// SPDX-License-Identifier: BUSL-1.1
// Copyright (c) 2026 Alfred Jean LLC

use crate::prelude::*;
use sy_parsers::ChoiceParser;

fn suggesting() -> Manager {
    let manager = manager();
    manager
        .command(
            Command::builder("give")
                .required(
                    "player",
                    ChoiceParser::new(["alice", "albert", "bob", "carol"]),
                )
                .required("amount", IntegerParser::<i32>::range(5, 100))
                .build()
                .unwrap(),
        )
        .unwrap();
    manager
        .command(Command::builder("gamemode").build().unwrap())
        .unwrap();
    manager
}

#[test]
fn root_suggestions_narrow_with_the_prefix() {
    let manager = suggesting();
    assert_eq!(manager.suggest(Player::new(&[]), ""), vec!["give", "gamemode"]);
    assert_eq!(manager.suggest(Player::new(&[]), "g"), vec!["give", "gamemode"]);
    assert_eq!(manager.suggest(Player::new(&[]), "ga"), vec!["gamemode"]);
    assert!(manager.suggest(Player::new(&[]), "x").is_empty());
}

#[test]
fn longer_prefixes_never_add_candidates() {
    let manager = suggesting();
    let word = "give albert";
    let mut previous: Option<Vec<String>> = None;
    for end in "give ".len()..=word.len() {
        let current = manager.suggest(Player::new(&[]), &word[..end]);
        if let Some(previous) = &previous {
            assert!(
                current.iter().all(|s| previous.contains(s)),
                "{current:?} is not a subset of {previous:?}"
            );
        }
        previous = Some(current);
    }
    assert_eq!(previous, Some(vec!["albert".to_string()]));
}

#[test]
fn bounded_integers_suggest_from_the_minimum() {
    let manager = suggesting();
    assert_eq!(
        manager.suggest(Player::new(&[]), "give bob "),
        vec!["5", "6", "7", "8", "9"]
    );
    assert_eq!(
        manager.suggest(Player::new(&[]), "give bob 9"),
        vec!["9", "90", "91", "92", "93", "94", "95", "96", "97", "98", "99"]
    );
}
// SPDX-License-Identifier: BUSL-1.1
// Copyright (c) 2026 Alfred Jean LLC

//! Centralized environment variable access for the CLI crate.

use crate::CoordinatorKind;
use clap::ValueEnum;

/// Log filter directive: SY_LOG > "warn"
pub fn log_filter() -> String {
    std::env::var("SY_LOG")
        .ok()
        .filter(|s| !s.is_empty())
        .unwrap_or_else(|| "warn".to_string())
}

/// Liberal flag parsing override
pub fn liberal_flags() -> bool {
    std::env::var("SY_LIBERAL_FLAGS").is_ok_and(|v| v == "1" || v.eq_ignore_ascii_case("true"))
}

/// Coordinator override; unknown values are ignored
pub fn coordinator() -> Option<CoordinatorKind> {
    std::env::var("SY_COORDINATOR")
        .ok()
        .and_then(|v| CoordinatorKind::from_str(&v, true).ok())
}

#[cfg(test)]
#[path = "env_tests.rs"]
mod tests;
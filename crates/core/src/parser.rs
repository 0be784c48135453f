// SPDX-License-Identifier: BUSL-1.1
// Copyright (c) 2026 Alfred Jean LLC

//! Argument parser contract.
//!
//! Concrete parsers implement [`ArgumentParser`] for a value type. The tree
//! stores them type-erased as [`ErasedParser`] so components of different
//! value types can live side by side.

use crate::context::{BoxedValue, CommandContext};
use crate::input::CommandInput;
use std::any::{Any, TypeId};
use std::fmt;

/// Failure reported by an argument parser.
pub type ParserError = Box<dyn std::error::Error + Send + Sync>;

/// Parses one argument from the token cursor.
pub trait ArgumentParser<S>: Send + Sync + 'static {
    /// The parsed value type.
    type Value: Any + Send + Sync;

    /// Parse a value, consuming the tokens it used.
    fn parse(
        &self,
        context: &CommandContext<S>,
        input: &mut CommandInput,
    ) -> Result<Self::Value, ParserError>;

    /// Completion candidates for `input`, the text typed so far.
    fn suggestions(&self, _context: &CommandContext<S>, _input: &str) -> Vec<String> {
        Vec::new()
    }

    /// How many tokens the parser wants. `usize::MAX` for greedy parsers.
    fn requested_tokens(&self) -> usize {
        1
    }

    /// Identity of the parser's configuration. Argument components merge in
    /// the tree only when their keys are equal.
    fn config_key(&self) -> String {
        std::any::type_name::<Self>().to_string()
    }

    /// Whether suggestion traversal may skip past a token this parser
    /// rejected and keep completing later components.
    fn continue_suggestions_after_failure(&self) -> bool {
        false
    }
}

/// Runtime identity of a parsed value type.
#[derive(Clone, Copy)]
pub struct ValueType {
    id: TypeId,
    name: &'static str,
}

impl ValueType {
    pub fn of<T: Any>() -> Self {
        Self {
            id: TypeId::of::<T>(),
            name: std::any::type_name::<T>(),
        }
    }

    pub fn name(&self) -> &'static str {
        self.name
    }

    /// Type name without its module path, e.g. `i32` or `String`.
    pub fn short_name(&self) -> &'static str {
        self.name.rsplit("::").next().unwrap_or(self.name)
    }
}

impl PartialEq for ValueType {
    fn eq(&self, other: &Self) -> bool {
        self.id == other.id
    }
}

impl Eq for ValueType {}

impl fmt::Debug for ValueType {
    fn fmt(&self, f: &mut fmt::Formatter<'_>) -> fmt::Result {
        f.write_str(self.name)
    }
}

/// Object-safe view of an [`ArgumentParser`].
pub trait ErasedParser<S>: Send + Sync {
    fn parse_value(
        &self,
        context: &CommandContext<S>,
        input: &mut CommandInput,
    ) -> Result<BoxedValue, ParserError>;

    fn suggestions(&self, context: &CommandContext<S>, input: &str) -> Vec<String>;

    fn requested_tokens(&self) -> usize;

    fn config_key(&self) -> String;

    fn continue_suggestions_after_failure(&self) -> bool;

    fn value_type(&self) -> ValueType;
}

struct Erased<P>(P);

impl<S, P> ErasedParser<S> for Erased<P>
where
    P: ArgumentParser<S>,
{
    fn parse_value(
        &self,
        context: &CommandContext<S>,
        input: &mut CommandInput,
    ) -> Result<BoxedValue, ParserError> {
        let value = self.0.parse(context, input)?;
        Ok(Box::new(value))
    }

    fn suggestions(&self, context: &CommandContext<S>, input: &str) -> Vec<String> {
        self.0.suggestions(context, input)
    }

    fn requested_tokens(&self) -> usize {
        self.0.requested_tokens()
    }

    fn config_key(&self) -> String {
        self.0.config_key()
    }

    fn continue_suggestions_after_failure(&self) -> bool {
        self.0.continue_suggestions_after_failure()
    }

    fn value_type(&self) -> ValueType {
        ValueType::of::<P::Value>()
    }
}

/// Box a parser behind the object-safe interface.
pub fn erase<S, P>(parser: P) -> std::sync::Arc<dyn ErasedParser<S>>
where
    S: 'static,
    P: ArgumentParser<S>,
{
    std::sync::Arc::new(Erased(parser))
}

#[cfg(test)]
#[path = "parser_tests.rs"]
mod tests;
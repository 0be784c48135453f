// SPDX-License-Identifier: BUSL-1.1
// Copyright (c) 2026 Alfred Jean LLC

//! Demo command set registered by the CLI.

use crate::sender::ConsoleSender;
use anyhow::Result;
use std::sync::{Arc, Weak};
use sy_core::{
    Command, CommandComponent, CommandContext, CommandFlag, ErrorKind, HandlerError, SenderType,
};
use sy_engine::{
    CommandManager, ConfirmationManager, HandlerResult, HelpEntry, HelpQueryResult,
    REQUIRES_CONFIRMATION,
};
use sy_parsers::{BooleanParser, ChoiceParser, IntegerParser, StringParser, Uuid, UuidParser};

/// Context key under which a handler asks the session to run another line.
pub const RERUN: &str = "rerun";

type Manager = CommandManager<ConsoleSender>;
type Context = CommandContext<ConsoleSender>;

pub fn register(manager: &Arc<Manager>, confirmations: &ConfirmationManager<ConsoleSender>) -> Result<()> {
    manager.command(
        Command::builder("echo")
            .required("message", StringParser::greedy())
            .description("Print a message")
            .handler_fn(|context: &mut Context| {
                let message = value::<String>(context, "message")?;
                context.sender().send(message);
                Ok(())
            })
            .build()?,
    )?;

    for (operation, apply) in [("add", i64::checked_add as fn(i64, i64) -> Option<i64>), ("mul", i64::checked_mul)] {
        manager.command(
            Command::builder("math")
                .literal(operation)
                .required("a", IntegerParser::<i64>::new())
                .required("b", IntegerParser::<i64>::new())
                .description(format!("{operation} two integers"))
                .meta("category", "math")
                .handler_fn(move |context: &mut Context| {
                    let a = value::<i64>(context, "a")?;
                    let b = value::<i64>(context, "b")?;
                    let result = apply(a, b).ok_or("integer overflow")?;
                    context.sender().send(result.to_string());
                    Ok(())
                })
                .build()?,
        )?;
    }

    manager.command(
        Command::builder_with_aliases("give", ["g"])
            .required("player", ChoiceParser::new(["alice", "bob", "carol"]))
            .argument(
                CommandComponent::argument("amount", IntegerParser::<u32>::range(1, 64))
                    .default_value(1)
                    .description("How many, 1 to 64"),
            )
            .flag(CommandFlag::presence("silent").alias('s').description("Do not notify the player"))
            .flag(
                CommandFlag::value("reason", CommandComponent::argument("text", StringParser::quoted()))
                    .description("Reason shown to the player"),
            )
            .permission("demo.give")
            .description("Give items to a player")
            .meta("category", "admin")
            .handler_fn(|context: &mut Context| {
                let player = value::<String>(context, "player")?;
                let amount = value::<u32>(context, "amount")?;
                let mut message = format!("gave {amount} to {player}");
                if let Some(reason) = context.flags().get::<String>("reason") {
                    message.push_str(&format!(" ({reason})"));
                }
                if context.flags().is_present("silent") {
                    message.push_str(" silently");
                }
                context.sender().send(message);
                Ok(())
            })
            .build()?,
    )?;

    manager.command(
        Command::builder("toggle")
            .required("state", BooleanParser::liberal())
            .description("Switch something on or off")
            .handler_fn(|context: &mut Context| {
                let state = value::<bool>(context, "state")?;
                context.sender().send(if state { "toggled on" } else { "toggled off" });
                Ok(())
            })
            .build()?,
    )?;

    manager.command(
        Command::builder("lookup")
            .required("id", UuidParser)
            .description("Look up a record by id")
            .handler_fn(|context: &mut Context| {
                let id = value::<Uuid>(context, "id")?;
                context.sender().send(format!("no record for {id}"));
                Ok(())
            })
            .build()?,
    )?;

    manager.command(
        Command::builder("stop")
            .sender_type(SenderType::new("console", ConsoleSender::is_console))
            .meta(REQUIRES_CONFIRMATION, true)
            .description("Stop the host")
            .meta("category", "admin")
            .handler_fn(|context: &mut Context| {
                context.sender().send("stopping");
                Ok(())
            })
            .build()?,
    )?;

    let pending = confirmations.clone();
    manager.command(
        Command::builder("confirm")
            .description("Run the command awaiting confirmation")
            .handler_fn(move |context: &mut Context| {
                let input = pending.confirm(context.sender()).ok_or("nothing to confirm")?;
                context.store(RERUN, input);
                Ok(())
            })
            .build()?,
    )?;

    let weak = Arc::downgrade(manager);
    manager.command(
        Command::builder("help")
            .optional("query", StringParser::greedy())
            .description("Show help for commands")
            .handler_fn(move |context: &mut Context| help(&weak, context))
            .build()?,
    )?;

    manager.register_postprocessor(confirmations.postprocessor());
    manager
        .exception_controller()
        .register_handler(ErrorKind::NoSuchCommand, |exception| {
            if let Some(sender) = exception.error.sender() {
                sender.send(format!("{}; try `help`", exception.error));
            }
            HandlerResult::Handled
        });
    Ok(())
}

fn value<T: Clone + 'static>(context: &Context, key: &str) -> Result<T, HandlerError> {
    context
        .get::<T>(key)
        .cloned()
        .ok_or_else(|| format!("missing value: {key}").into())
}

fn help(manager: &Weak<Manager>, context: &mut Context) -> Result<(), HandlerError> {
    let manager = manager.upgrade().ok_or("command manager is gone")?;
    let query = context.get::<String>("query").cloned().unwrap_or_default();
    let index = manager.help_index().visible_to(context.sender());
    for line in render_help(index.query(&query)) {
        context.sender().send(line);
    }
    Ok(())
}

/// Text form of a help query result.
pub fn render_help(result: HelpQueryResult) -> Vec<String> {
    match result {
        HelpQueryResult::Index(entries) if entries.is_empty() => vec!["no matching commands".to_string()],
        HelpQueryResult::Index(entries) => entries.iter().map(summary).collect(),
        HelpQueryResult::Verbose(entry) => {
            let mut lines = vec![format!("usage: {}", entry.syntax)];
            if !entry.description.is_empty() {
                lines.push(entry.description.clone());
            }
            for component in entry.components.iter().filter(|c| c.value_type.is_some()) {
                let kind = component.value_type.as_deref().unwrap_or_default();
                let mut line = format!("  {} ({kind})", component.syntax);
                if !component.description.is_empty() {
                    line.push_str(&format!(": {}", component.description));
                }
                lines.push(line);
            }
            for flag in &entry.flags {
                let mut line = format!("  {}", flag.syntax);
                if !flag.description.is_empty() {
                    line.push_str(&format!(": {}", flag.description));
                }
                lines.push(line);
            }
            lines
        }
        HelpQueryResult::Multiple { prefix, children } => std::iter::once(format!("{prefix} ..."))
            .chain(children.into_iter().map(|child| format!("  {child}")))
            .collect(),
    }
}

fn summary(entry: &HelpEntry) -> String {
    if entry.description.is_empty() {
        entry.syntax.clone()
    } else {
        format!("{} - {}", entry.syntax, entry.description)
    }
}

#[cfg(test)]
#[path = "demo_tests.rs"]
mod tests;
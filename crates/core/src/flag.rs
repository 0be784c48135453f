// SPDX-License-Identifier: BUSL-1.1
// Copyright (c) 2026 Alfred Jean LLC

//! Command flags
//!
//! Flags follow a command's positional components. Accepted forms:
//! - `--name` presence flag
//! - `--name <value>` value flag
//! - `-n` / `-n <value>` by single-character alias
//! - `-abc` several presence flags at once; only the last may take a value

use crate::component::CommandComponent;
use crate::context::CommandContext;
use crate::input::{is_flag_token, CommandInput};
use crate::parser::ParserError;
use crate::permission::{CommandSender, Permission};
use std::collections::HashSet;
use std::fmt;
use thiserror::Error;

/// Errors that can occur while parsing a flag section
#[derive(Debug, Error)]
pub enum FlagParseError {
    #[error("unknown flag: {0}")]
    UnknownFlag(String),
    #[error("duplicate flag: --{0}")]
    DuplicateFlag(String),
    #[error("expected a flag, found: {0}")]
    NoFlagStarted(String),
    #[error("missing value for flag: --{0}")]
    MissingArgument(String),
    #[error("no permission for flag --{flag}: {permission}")]
    NoPermission { flag: String, permission: String },
    #[error("invalid value for flag --{flag}: {source}")]
    Value {
        flag: String,
        #[source]
        source: ParserError,
    },
}

/// Whether a flag carries a value.
pub enum FlagKind<S> {
    Presence,
    Value(CommandComponent<S>),
}

impl<S> Clone for FlagKind<S> {
    fn clone(&self) -> Self {
        match self {
            Self::Presence => Self::Presence,
            Self::Value(component) => Self::Value(component.clone()),
        }
    }
}

/// A named flag accepted after a command's positional components.
pub struct CommandFlag<S> {
    name: String,
    aliases: Vec<char>,
    description: String,
    kind: FlagKind<S>,
    repeatable: bool,
    permission: Permission<S>,
}

impl<S> CommandFlag<S> {
    /// A flag that is either present or not.
    pub fn presence(name: impl Into<String>) -> Self {
        Self::with_kind(name, FlagKind::Presence)
    }

    /// A flag followed by a value parsed by `component`.
    pub fn value(name: impl Into<String>, component: impl Into<CommandComponent<S>>) -> Self {
        Self::with_kind(name, FlagKind::Value(component.into()))
    }

    fn with_kind(name: impl Into<String>, kind: FlagKind<S>) -> Self {
        Self {
            name: name.into(),
            aliases: Vec::new(),
            description: String::new(),
            kind,
            repeatable: false,
            permission: Permission::Empty,
        }
    }

    pub fn alias(mut self, alias: char) -> Self {
        self.aliases.push(alias);
        self
    }

    pub fn repeatable(mut self) -> Self {
        self.repeatable = true;
        self
    }

    pub fn permission(mut self, permission: impl Into<Permission<S>>) -> Self {
        self.permission = permission.into();
        self
    }

    pub fn description(mut self, description: impl Into<String>) -> Self {
        self.description = description.into();
        self
    }

    pub fn name(&self) -> &str {
        &self.name
    }

    pub fn aliases(&self) -> &[char] {
        &self.aliases
    }

    pub fn kind(&self) -> &FlagKind<S> {
        &self.kind
    }

    pub fn is_repeatable(&self) -> bool {
        self.repeatable
    }

    pub fn required_permission(&self) -> &Permission<S> {
        &self.permission
    }

    pub fn help_text(&self) -> &str {
        &self.description
    }

    pub fn takes_value(&self) -> bool {
        matches!(self.kind, FlagKind::Value(_))
    }

    /// Usage form: `[--name]` or `[--name <value>]`.
    pub fn syntax(&self) -> String {
        match &self.kind {
            FlagKind::Presence => format!("[--{}]", self.name),
            FlagKind::Value(component) => format!("[--{} <{}>]", self.name, component.name()),
        }
    }
}

impl<S> Clone for CommandFlag<S> {
    fn clone(&self) -> Self {
        Self {
            name: self.name.clone(),
            aliases: self.aliases.clone(),
            description: self.description.clone(),
            kind: self.kind.clone(),
            repeatable: self.repeatable,
            permission: self.permission.clone(),
        }
    }
}

impl<S> fmt::Debug for CommandFlag<S> {
    fn fmt(&self, f: &mut fmt::Formatter<'_>) -> fmt::Result {
        f.debug_struct("CommandFlag")
            .field("name", &self.name)
            .field("aliases", &self.aliases)
            .field("takes_value", &self.takes_value())
            .field("repeatable", &self.repeatable)
            .finish()
    }
}

fn by_name<'a, S>(flags: &'a [CommandFlag<S>], name: &str) -> Option<&'a CommandFlag<S>> {
    flags.iter().find(|flag| flag.name == name)
}

fn by_alias<S>(flags: &[CommandFlag<S>], alias: char) -> Option<&CommandFlag<S>> {
    flags.iter().find(|flag| flag.aliases.contains(&alias))
}

/// Resolve a flag token to the flags it names. `-abc` yields three flags.
fn resolve<'a, S>(
    flags: &'a [CommandFlag<S>],
    token: &str,
) -> Result<Vec<&'a CommandFlag<S>>, FlagParseError> {
    if let Some(long) = token.strip_prefix("--") {
        return by_name(flags, long)
            .map(|flag| vec![flag])
            .ok_or_else(|| FlagParseError::UnknownFlag(token.to_string()));
    }
    let shorts = token.strip_prefix('-').unwrap_or(token);
    let resolved = shorts
        .chars()
        .map(|alias| by_alias(flags, alias).ok_or_else(|| FlagParseError::UnknownFlag(format!("-{alias}"))))
        .collect::<Result<Vec<_>, _>>()?;
    // Only the last flag of a group can consume the following token.
    if let Some((_, head)) = resolved.split_last() {
        if let Some(flag) = head.iter().find(|flag| flag.takes_value()) {
            return Err(FlagParseError::MissingArgument(flag.name.clone()));
        }
    }
    Ok(resolved)
}

/// Whether `token` names a flag in `flags`.
pub fn is_known_flag<S>(flags: &[CommandFlag<S>], token: &str) -> bool {
    is_flag_token(token) && resolve(flags, token).is_ok()
}

/// Parse a single flag token (and its value) at the cursor into `context`.
pub fn parse_flag<S: CommandSender>(
    flags: &[CommandFlag<S>],
    context: &mut CommandContext<S>,
    input: &mut CommandInput,
) -> Result<(), FlagParseError> {
    let token = input.peek_string().to_string();
    if !is_flag_token(&token) {
        return Err(FlagParseError::NoFlagStarted(token));
    }
    let resolved = resolve(flags, &token)?;
    input.read_string();

    for flag in resolved {
        if let Some(denied) = flag.permission.first_denied(context.sender()) {
            return Err(FlagParseError::NoPermission {
                flag: flag.name.clone(),
                permission: denied.to_string(),
            });
        }
        if !flag.repeatable && context.flags().is_present(&flag.name) {
            return Err(FlagParseError::DuplicateFlag(flag.name.clone()));
        }
        match &flag.kind {
            FlagKind::Presence => context.flags_mut().add_presence(&flag.name),
            FlagKind::Value(component) => {
                let Some(spec) = component.argument_spec() else {
                    // A literal value component only checks the token.
                    let value = input.peek_string().to_string();
                    if !component.matches_literal(&value) {
                        return Err(FlagParseError::MissingArgument(flag.name.clone()));
                    }
                    input.read_string();
                    context.flags_mut().add_value(&flag.name, Box::new(value));
                    continue;
                };
                if input.is_empty() {
                    return Err(FlagParseError::MissingArgument(flag.name.clone()));
                }
                let value = spec
                    .parser()
                    .parse_value(context, input)
                    .map_err(|source| FlagParseError::Value {
                        flag: flag.name.clone(),
                        source,
                    })?;
                context.flags_mut().add_value(&flag.name, value);
            }
        }
    }
    Ok(())
}

/// Parse every remaining token as flags.
pub fn parse_flags<S: CommandSender>(
    flags: &[CommandFlag<S>],
    context: &mut CommandContext<S>,
    input: &mut CommandInput,
) -> Result<(), FlagParseError> {
    while !input.is_empty() {
        parse_flag(flags, context, input)?;
    }
    Ok(())
}

/// Completion candidates for a flag section.
///
/// Completed flags (and their values) are skipped. For the final token this
/// offers the values of a pending value flag, or the long and short forms of
/// every flag that is still usable.
pub fn flag_suggestions<S: CommandSender>(
    flags: &[CommandFlag<S>],
    context: &CommandContext<S>,
    input: &mut CommandInput,
) -> Vec<String> {
    let mut used: HashSet<&str> = context.flags().names().collect();
    input.skip_whitespace();

    while input.remaining_tokens() > 1 {
        let token = input.peek_string().to_string();
        let Ok(resolved) = resolve(flags, &token) else {
            return Vec::new();
        };
        input.read_string();
        for flag in resolved {
            used.insert(flag.name.as_str());
            if let FlagKind::Value(component) = &flag.kind {
                if input.remaining_tokens() <= 1 {
                    return component.suggestions(context, input.remaining());
                }
                input.read_string();
            }
        }
    }

    let prefix = input.remaining();
    if !prefix.is_empty() && !prefix.starts_with('-') {
        return Vec::new();
    }
    let sender = context.sender();
    let mut out = Vec::new();
    for flag in flags {
        if (used.contains(flag.name.as_str()) && !flag.repeatable)
            || !flag.permission.allows(sender)
        {
            continue;
        }
        let long = format!("--{}", flag.name);
        if long.starts_with(prefix) {
            out.push(long);
        }
        for alias in &flag.aliases {
            let short = format!("-{alias}");
            if short.starts_with(prefix) {
                out.push(short);
            }
        }
    }
    out
}

#[cfg(test)]
#[path = "flag_tests.rs"]
mod tests;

■ **Work order**
The answer must be every line from the records above that contains the word "ConfirmationManager", copied out.

■ **Result for this task**
    CommandManager, ConfirmationManager, HandlerResult, HelpEntry, HelpQueryResult,
pub fn register(manager: &Arc<Manager>, confirmations: &ConfirmationManager<ConsoleSender>) -> Result<()> {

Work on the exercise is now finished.